**Aim of the task**
Would you give the number of lines below in which the string "only" appears? Nothing else is needed.

**Records for the exercise**
// 🧾 Transaction Record - the only entity in the ledger
// Identity (UUID) and classification (flag) are fixed at creation, never edited

use chrono::{DateTime, Utc};
use rust_decimal::Decimal;
use serde::{Deserialize, Serialize};
use uuid::Uuid;

use crate::classifier;

// ============================================================================
// TRANSACTION
// ============================================================================

/// A student financial transaction as stored by the ledger.
///
/// Fields are read-only: the ledger hands out clones, so nothing a caller
/// holds can change what the ledger stores.
#[derive(Debug, Clone, PartialEq, Serialize, Deserialize)]
#[serde(rename_all = "camelCase")]
pub struct Transaction {
    /// Stable identity (UUID v4) - NEVER reused
    id: Uuid,

    /// Opaque student identifier, compared by exact string equality
    student_id: String,

    /// Signed amount (negative = refund / reversal)
    amount: Decimal,

    /// Free-form label ("tuition", "grant", ...)
    #[serde(rename = "type")]
    transaction_type: String,

    /// Creation time
    timestamp: DateTime<Utc>,

    /// Anomaly flag, decided once by the classifier
    flagged: bool,
}

impl Transaction {
    /// Build a fully-formed record: fresh id, current time, flag computed now.
    pub(crate) fn create(student_id: String, amount: Decimal, transaction_type: String) -> Self {
        let flagged = classifier::classify(&transaction_type, amount);

        Transaction {
            id: Uuid::new_v4(),
            student_id,
            amount,
            transaction_type,
            timestamp: Utc::now(),
            flagged,
        }
    }

    pub fn id(&self) -> Uuid {
        self.id
    }

    pub fn student_id(&self) -> &str {
        &self.student_id
    }

    pub fn amount(&self) -> Decimal {
        self.amount
    }

    pub fn transaction_type(&self) -> &str {
        &self.transaction_type
    }

    pub fn timestamp(&self) -> DateTime<Utc> {
        self.timestamp
    }

    pub fn is_flagged(&self) -> bool {
        self.flagged
    }
}

// ============================================================================
// NEW TRANSACTION (validated intent)
// ============================================================================

/// A transaction intent whose fields have already been checked by the
/// intake layer. This is what the ledger accepts.
#[derive(Debug, Clone, PartialEq, Eq, Deserialize)]
pub struct NewTransaction {
    pub student_id: String,
    pub amount: Decimal,
    #[serde(rename = "type")]
    pub transaction_type: String,
}

impl NewTransaction {
    pub fn new(
        student_id: impl Into<String>,
        amount: Decimal,
        transaction_type: impl Into<String>,
    ) -> Self {
        NewTransaction {
            student_id: student_id.into(),
            amount,
            transaction_type: transaction_type.into(),
        }
    }
}

// ============================================================================
// TESTS
// ============================================================================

**Solution for this task**
2